Prompt: In the entries below, find each line where the word "numerator" appears and give only the total count of such lines.

Dataset content:
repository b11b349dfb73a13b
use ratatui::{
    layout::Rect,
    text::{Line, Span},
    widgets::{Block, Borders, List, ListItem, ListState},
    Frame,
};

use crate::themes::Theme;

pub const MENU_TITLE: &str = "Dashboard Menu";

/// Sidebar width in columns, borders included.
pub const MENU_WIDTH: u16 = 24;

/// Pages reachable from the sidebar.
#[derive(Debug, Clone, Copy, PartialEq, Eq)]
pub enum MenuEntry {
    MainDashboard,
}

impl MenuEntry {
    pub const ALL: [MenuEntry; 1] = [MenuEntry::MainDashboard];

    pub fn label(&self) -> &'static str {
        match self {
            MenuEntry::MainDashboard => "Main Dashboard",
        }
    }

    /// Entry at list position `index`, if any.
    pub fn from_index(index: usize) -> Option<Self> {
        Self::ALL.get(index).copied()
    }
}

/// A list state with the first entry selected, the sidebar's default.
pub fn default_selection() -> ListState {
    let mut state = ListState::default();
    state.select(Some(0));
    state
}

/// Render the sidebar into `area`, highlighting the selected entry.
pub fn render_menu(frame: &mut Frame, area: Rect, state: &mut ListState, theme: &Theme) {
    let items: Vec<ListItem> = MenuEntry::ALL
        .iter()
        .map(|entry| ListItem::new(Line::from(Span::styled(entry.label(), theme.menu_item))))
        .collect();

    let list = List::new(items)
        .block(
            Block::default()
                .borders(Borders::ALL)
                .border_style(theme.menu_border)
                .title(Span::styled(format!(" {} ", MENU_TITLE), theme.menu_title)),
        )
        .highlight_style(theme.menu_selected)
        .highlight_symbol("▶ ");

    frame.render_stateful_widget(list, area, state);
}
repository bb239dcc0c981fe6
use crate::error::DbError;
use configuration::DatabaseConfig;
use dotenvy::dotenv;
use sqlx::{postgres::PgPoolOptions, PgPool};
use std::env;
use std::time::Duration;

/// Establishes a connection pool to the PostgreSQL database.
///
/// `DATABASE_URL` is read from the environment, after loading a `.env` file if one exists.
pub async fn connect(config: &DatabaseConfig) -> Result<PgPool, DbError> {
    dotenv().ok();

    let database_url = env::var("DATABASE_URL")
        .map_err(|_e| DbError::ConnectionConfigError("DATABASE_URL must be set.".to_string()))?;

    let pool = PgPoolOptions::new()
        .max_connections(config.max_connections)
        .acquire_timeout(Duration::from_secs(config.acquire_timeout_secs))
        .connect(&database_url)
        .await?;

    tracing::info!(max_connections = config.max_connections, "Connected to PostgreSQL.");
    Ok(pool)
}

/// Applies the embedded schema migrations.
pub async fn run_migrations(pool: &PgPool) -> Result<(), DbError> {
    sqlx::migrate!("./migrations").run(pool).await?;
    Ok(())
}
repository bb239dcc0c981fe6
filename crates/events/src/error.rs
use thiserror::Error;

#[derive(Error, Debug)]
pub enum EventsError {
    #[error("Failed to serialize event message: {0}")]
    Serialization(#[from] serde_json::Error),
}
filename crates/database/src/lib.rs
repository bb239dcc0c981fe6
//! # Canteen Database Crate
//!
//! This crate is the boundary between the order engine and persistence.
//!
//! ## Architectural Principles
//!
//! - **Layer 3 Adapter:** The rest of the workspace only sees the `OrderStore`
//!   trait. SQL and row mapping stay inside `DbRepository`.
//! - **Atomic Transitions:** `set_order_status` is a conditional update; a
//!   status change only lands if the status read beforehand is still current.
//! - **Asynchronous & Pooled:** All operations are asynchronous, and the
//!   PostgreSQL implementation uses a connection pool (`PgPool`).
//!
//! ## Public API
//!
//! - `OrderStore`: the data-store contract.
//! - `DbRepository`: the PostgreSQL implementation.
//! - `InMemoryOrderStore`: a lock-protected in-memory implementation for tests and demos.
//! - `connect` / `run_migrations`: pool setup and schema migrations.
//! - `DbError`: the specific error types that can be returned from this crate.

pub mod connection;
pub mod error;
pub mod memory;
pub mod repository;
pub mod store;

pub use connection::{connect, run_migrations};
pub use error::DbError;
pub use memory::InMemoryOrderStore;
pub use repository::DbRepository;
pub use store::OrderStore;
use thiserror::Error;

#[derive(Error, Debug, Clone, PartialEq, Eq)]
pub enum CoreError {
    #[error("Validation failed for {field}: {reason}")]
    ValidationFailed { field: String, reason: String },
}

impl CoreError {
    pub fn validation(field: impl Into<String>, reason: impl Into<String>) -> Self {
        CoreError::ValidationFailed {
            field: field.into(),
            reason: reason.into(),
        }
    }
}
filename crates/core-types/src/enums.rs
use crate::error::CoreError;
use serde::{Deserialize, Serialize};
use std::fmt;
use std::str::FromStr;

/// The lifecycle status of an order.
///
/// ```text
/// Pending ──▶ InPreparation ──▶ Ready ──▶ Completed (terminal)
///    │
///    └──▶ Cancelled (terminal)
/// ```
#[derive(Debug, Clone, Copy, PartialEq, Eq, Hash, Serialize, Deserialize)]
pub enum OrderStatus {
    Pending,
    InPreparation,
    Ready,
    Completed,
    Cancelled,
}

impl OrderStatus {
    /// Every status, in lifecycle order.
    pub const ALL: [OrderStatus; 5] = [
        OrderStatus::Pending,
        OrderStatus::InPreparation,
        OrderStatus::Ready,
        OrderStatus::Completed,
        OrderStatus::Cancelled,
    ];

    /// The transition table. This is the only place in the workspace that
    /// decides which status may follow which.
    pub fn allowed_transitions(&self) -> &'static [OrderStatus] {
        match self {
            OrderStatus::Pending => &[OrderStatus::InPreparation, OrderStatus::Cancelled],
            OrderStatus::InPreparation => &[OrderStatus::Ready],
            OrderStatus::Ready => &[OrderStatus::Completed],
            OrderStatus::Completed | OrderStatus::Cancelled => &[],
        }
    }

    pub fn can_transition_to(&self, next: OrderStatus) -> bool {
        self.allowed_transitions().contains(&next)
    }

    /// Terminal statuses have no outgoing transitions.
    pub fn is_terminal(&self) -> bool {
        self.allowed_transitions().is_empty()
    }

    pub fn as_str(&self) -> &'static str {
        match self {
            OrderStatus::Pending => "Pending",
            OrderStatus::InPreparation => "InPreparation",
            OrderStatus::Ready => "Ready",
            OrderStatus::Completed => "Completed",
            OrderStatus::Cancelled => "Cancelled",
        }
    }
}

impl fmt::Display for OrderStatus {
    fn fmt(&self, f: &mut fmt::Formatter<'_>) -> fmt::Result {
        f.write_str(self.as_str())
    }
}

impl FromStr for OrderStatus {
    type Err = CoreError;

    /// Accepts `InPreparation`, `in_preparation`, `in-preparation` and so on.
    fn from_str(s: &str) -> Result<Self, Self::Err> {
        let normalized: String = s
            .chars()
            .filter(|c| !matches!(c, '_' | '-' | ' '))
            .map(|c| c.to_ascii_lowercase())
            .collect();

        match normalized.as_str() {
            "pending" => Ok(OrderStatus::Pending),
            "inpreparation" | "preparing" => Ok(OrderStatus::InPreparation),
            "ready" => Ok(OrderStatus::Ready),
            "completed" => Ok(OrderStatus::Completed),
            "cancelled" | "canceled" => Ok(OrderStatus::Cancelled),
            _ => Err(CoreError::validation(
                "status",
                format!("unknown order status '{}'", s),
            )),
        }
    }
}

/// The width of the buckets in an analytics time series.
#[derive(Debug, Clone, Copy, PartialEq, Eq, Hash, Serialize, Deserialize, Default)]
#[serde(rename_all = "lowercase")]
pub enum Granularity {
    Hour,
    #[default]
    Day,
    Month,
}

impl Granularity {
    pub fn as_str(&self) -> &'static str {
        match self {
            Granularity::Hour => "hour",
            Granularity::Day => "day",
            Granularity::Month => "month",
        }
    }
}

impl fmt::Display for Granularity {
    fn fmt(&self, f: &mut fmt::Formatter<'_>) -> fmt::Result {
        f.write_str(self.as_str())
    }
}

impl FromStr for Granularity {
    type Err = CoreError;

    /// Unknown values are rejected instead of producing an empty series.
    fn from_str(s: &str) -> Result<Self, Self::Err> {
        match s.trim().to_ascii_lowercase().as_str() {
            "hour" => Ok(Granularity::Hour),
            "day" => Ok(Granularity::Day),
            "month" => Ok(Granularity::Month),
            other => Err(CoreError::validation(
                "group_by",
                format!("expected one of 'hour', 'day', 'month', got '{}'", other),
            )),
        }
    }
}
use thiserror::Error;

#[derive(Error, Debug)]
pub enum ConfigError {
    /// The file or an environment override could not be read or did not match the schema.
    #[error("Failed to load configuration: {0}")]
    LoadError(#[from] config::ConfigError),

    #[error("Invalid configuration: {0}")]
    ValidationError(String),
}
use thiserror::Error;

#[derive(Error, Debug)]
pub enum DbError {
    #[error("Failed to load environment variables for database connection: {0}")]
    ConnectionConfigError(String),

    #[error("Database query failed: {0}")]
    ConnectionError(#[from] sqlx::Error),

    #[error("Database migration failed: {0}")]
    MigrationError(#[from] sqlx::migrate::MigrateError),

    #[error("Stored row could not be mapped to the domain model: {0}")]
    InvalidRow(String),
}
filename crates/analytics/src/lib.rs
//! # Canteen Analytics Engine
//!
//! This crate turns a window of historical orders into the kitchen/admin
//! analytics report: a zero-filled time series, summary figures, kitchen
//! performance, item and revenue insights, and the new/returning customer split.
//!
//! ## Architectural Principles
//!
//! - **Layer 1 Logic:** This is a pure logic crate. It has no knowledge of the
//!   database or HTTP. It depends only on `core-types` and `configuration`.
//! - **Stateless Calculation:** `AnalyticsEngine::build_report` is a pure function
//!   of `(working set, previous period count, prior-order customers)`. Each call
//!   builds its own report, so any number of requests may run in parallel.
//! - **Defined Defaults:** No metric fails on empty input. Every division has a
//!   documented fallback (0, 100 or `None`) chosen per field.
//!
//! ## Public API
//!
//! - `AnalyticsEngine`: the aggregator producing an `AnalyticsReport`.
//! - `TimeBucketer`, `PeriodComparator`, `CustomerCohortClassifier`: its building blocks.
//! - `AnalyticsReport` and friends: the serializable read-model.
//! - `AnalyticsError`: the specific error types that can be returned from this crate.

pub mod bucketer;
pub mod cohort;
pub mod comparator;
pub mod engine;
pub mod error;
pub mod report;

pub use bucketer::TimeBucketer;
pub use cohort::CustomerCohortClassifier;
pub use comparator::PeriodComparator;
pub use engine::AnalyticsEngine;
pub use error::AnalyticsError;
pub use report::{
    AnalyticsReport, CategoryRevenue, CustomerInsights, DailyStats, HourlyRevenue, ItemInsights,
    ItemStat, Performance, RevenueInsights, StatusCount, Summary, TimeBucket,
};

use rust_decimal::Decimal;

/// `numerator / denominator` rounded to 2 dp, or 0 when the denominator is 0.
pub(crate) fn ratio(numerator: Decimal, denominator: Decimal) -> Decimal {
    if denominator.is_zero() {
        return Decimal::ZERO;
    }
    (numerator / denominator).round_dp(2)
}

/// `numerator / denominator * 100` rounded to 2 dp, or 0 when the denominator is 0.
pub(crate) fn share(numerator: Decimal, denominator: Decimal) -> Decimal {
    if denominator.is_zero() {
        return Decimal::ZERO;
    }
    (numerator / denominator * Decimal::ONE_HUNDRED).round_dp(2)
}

Written solution: 6